The problem ▸
Return every record exactly as written.

Data excerpts
--------------------------------

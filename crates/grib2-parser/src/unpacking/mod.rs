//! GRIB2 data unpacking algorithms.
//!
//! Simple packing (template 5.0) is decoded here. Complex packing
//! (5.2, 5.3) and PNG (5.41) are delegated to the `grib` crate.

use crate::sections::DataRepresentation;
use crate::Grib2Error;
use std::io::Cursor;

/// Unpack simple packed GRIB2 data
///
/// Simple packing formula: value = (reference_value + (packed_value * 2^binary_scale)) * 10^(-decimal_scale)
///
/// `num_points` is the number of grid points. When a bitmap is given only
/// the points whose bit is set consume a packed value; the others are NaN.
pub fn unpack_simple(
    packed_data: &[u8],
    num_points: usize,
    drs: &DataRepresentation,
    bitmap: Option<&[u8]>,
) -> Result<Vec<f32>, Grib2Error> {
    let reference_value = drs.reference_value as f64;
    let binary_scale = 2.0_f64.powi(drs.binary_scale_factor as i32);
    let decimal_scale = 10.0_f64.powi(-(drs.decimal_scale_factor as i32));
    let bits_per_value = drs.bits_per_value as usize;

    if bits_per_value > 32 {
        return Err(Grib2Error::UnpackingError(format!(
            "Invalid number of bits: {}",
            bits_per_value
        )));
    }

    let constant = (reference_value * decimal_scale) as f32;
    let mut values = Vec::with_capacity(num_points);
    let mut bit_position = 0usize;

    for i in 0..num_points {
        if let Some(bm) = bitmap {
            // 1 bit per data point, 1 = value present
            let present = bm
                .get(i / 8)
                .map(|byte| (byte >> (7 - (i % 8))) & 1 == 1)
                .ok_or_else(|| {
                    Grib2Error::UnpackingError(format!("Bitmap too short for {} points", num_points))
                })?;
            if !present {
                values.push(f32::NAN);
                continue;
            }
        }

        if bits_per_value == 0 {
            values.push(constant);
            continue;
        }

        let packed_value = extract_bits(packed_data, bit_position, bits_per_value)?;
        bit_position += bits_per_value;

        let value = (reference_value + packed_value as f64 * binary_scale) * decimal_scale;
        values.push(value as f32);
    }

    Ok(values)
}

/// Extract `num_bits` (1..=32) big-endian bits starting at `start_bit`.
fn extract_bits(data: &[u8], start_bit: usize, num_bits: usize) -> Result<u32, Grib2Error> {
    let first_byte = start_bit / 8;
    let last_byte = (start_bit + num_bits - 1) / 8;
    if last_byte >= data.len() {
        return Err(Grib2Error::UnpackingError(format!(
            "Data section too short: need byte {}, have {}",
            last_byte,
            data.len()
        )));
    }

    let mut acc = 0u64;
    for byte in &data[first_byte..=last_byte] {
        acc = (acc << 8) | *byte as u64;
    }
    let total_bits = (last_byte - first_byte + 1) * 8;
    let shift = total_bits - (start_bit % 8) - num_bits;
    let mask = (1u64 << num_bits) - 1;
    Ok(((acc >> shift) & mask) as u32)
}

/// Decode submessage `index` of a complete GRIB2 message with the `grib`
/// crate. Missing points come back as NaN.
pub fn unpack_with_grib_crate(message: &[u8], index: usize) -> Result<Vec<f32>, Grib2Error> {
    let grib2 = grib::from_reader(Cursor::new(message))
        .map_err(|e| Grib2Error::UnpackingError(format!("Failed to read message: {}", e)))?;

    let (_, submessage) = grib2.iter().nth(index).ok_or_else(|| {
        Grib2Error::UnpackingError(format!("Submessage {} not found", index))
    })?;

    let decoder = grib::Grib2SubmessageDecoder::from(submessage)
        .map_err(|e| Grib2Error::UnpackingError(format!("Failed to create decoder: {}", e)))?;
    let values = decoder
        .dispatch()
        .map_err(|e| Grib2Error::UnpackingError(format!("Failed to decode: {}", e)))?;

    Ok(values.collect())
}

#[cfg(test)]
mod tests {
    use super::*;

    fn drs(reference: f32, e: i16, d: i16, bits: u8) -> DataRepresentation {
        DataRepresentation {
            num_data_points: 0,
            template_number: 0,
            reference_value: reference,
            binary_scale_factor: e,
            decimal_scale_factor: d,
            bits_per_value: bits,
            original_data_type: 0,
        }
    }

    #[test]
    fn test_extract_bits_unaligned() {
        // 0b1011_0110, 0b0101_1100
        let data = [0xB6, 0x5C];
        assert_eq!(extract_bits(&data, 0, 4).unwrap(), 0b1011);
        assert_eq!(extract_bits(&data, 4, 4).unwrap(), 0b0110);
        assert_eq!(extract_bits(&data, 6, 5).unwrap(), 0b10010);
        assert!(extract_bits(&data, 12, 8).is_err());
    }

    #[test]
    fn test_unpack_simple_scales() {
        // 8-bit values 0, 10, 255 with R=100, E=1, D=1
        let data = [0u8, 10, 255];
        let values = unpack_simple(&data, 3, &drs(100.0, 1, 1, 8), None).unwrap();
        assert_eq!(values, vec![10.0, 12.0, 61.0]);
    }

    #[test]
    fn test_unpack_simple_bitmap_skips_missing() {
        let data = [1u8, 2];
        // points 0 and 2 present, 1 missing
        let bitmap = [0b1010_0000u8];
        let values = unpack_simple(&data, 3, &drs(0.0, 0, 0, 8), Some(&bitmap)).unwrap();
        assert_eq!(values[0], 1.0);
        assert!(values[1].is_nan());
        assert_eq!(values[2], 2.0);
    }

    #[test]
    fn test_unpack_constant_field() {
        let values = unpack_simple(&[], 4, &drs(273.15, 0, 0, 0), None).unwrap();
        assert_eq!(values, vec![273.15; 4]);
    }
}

--------------------------------

Response ▸
filename crates/grib2-parser/src/unpacking/mod.rs
//! GRIB2 data unpacking algorithms.
//!
//! Simple packing (template 5.0) is decoded here. Complex packing
//! (5.2, 5.3) and PNG (5.41) are delegated to the `grib` crate.

use crate::sections::DataRepresentation;
use crate::Grib2Error;
use std::io::Cursor;

/// Unpack simple packed GRIB2 data
///
/// Simple packing formula: value = (reference_value + (packed_value * 2^binary_scale)) * 10^(-decimal_scale)
///
/// `num_points` is the number of grid points. When a bitmap is given only
/// the points whose bit is set consume a packed value; the others are NaN.
pub fn unpack_simple(
    packed_data: &[u8],
    num_points: usize,
    drs: &DataRepresentation,
    bitmap: Option<&[u8]>,
) -> Result<Vec<f32>, Grib2Error> {
    let reference_value = drs.reference_value as f64;
    let binary_scale = 2.0_f64.powi(drs.binary_scale_factor as i32);
    let decimal_scale = 10.0_f64.powi(-(drs.decimal_scale_factor as i32));
    let bits_per_value = drs.bits_per_value as usize;

    if bits_per_value > 32 {
        return Err(Grib2Error::UnpackingError(format!(
            "Invalid number of bits: {}",
            bits_per_value
        )));
    }

    let constant = (reference_value * decimal_scale) as f32;
    let mut values = Vec::with_capacity(num_points);
    let mut bit_position = 0usize;

    for i in 0..num_points {
        if let Some(bm) = bitmap {
            // 1 bit per data point, 1 = value present
            let present = bm
                .get(i / 8)
                .map(|byte| (byte >> (7 - (i % 8))) & 1 == 1)
                .ok_or_else(|| {
                    Grib2Error::UnpackingError(format!("Bitmap too short for {} points", num_points))
                })?;
            if !present {
                values.push(f32::NAN);
                continue;
            }
        }

        if bits_per_value == 0 {
            values.push(constant);
            continue;
        }

        let packed_value = extract_bits(packed_data, bit_position, bits_per_value)?;
        bit_position += bits_per_value;

        let value = (reference_value + packed_value as f64 * binary_scale) * decimal_scale;
        values.push(value as f32);
    }

    Ok(values)
}

/// Extract `num_bits` (1..=32) big-endian bits starting at `start_bit`.
fn extract_bits(data: &[u8], start_bit: usize, num_bits: usize) -> Result<u32, Grib2Error> {
    let first_byte = start_bit / 8;
    let last_byte = (start_bit + num_bits - 1) / 8;
    if last_byte >= data.len() {
        return Err(Grib2Error::UnpackingError(format!(
            "Data section too short: need byte {}, have {}",
            last_byte,
            data.len()
        )));
    }

    let mut acc = 0u64;
    for byte in &data[first_byte..=last_byte] {
        acc = (acc << 8) | *byte as u64;
    }
    let total_bits = (last_byte - first_byte + 1) * 8;
    let shift = total_bits - (start_bit % 8) - num_bits;
    let mask = (1u64 << num_bits) - 1;
    Ok(((acc >> shift) & mask) as u32)
}

/// Decode submessage `index` of a complete GRIB2 message with the `grib`
/// crate. Missing points come back as NaN.
pub fn unpack_with_grib_crate(message: &[u8], index: usize) -> Result<Vec<f32>, Grib2Error> {
    let grib2 = grib::from_reader(Cursor::new(message))
        .map_err(|e| Grib2Error::UnpackingError(format!("Failed to read message: {}", e)))?;

    let (_, submessage) = grib2.iter().nth(index).ok_or_else(|| {
        Grib2Error::UnpackingError(format!("Submessage {} not found", index))
    })?;

    let decoder = grib::Grib2SubmessageDecoder::from(submessage)
        .map_err(|e| Grib2Error::UnpackingError(format!("Failed to create decoder: {}", e)))?;
    let values = decoder
        .dispatch()
        .map_err(|e| Grib2Error::UnpackingError(format!("Failed to decode: {}", e)))?;

    Ok(values.collect())
}

#[cfg(test)]
mod tests {
    use super::*;

    fn drs(reference: f32, e: i16, d: i16, bits: u8) -> DataRepresentation {
        DataRepresentation {
            num_data_points: 0,
            template_number: 0,
            reference_value: reference,
            binary_scale_factor: e,
            decimal_scale_factor: d,
            bits_per_value: bits,
            original_data_type: 0,
        }
    }

    #[test]
    fn test_extract_bits_unaligned() {
        // 0b1011_0110, 0b0101_1100
        let data = [0xB6, 0x5C];
        assert_eq!(extract_bits(&data, 0, 4).unwrap(), 0b1011);
        assert_eq!(extract_bits(&data, 4, 4).unwrap(), 0b0110);
        assert_eq!(extract_bits(&data, 6, 5).unwrap(), 0b10010);
        assert!(extract_bits(&data, 12, 8).is_err());
    }

    #[test]
    fn test_unpack_simple_scales() {
        // 8-bit values 0, 10, 255 with R=100, E=1, D=1
        let data = [0u8, 10, 255];
        let values = unpack_simple(&data, 3, &drs(100.0, 1, 1, 8), None).unwrap();
        assert_eq!(values, vec![10.0, 12.0, 61.0]);
    }

    #[test]
    fn test_unpack_simple_bitmap_skips_missing() {
        let data = [1u8, 2];
        // points 0 and 2 present, 1 missing
        let bitmap = [0b1010_0000u8];
        let values = unpack_simple(&data, 3, &drs(0.0, 0, 0, 8), Some(&bitmap)).unwrap();
        assert_eq!(values[0], 1.0);
        assert!(values[1].is_nan());
        assert_eq!(values[2], 2.0);
    }

    #[test]
    fn test_unpack_constant_field() {
        let values = unpack_simple(&[], 4, &drs(273.15, 0, 0, 0), None).unwrap();
        assert_eq!(values, vec![273.15; 4]);
    }
}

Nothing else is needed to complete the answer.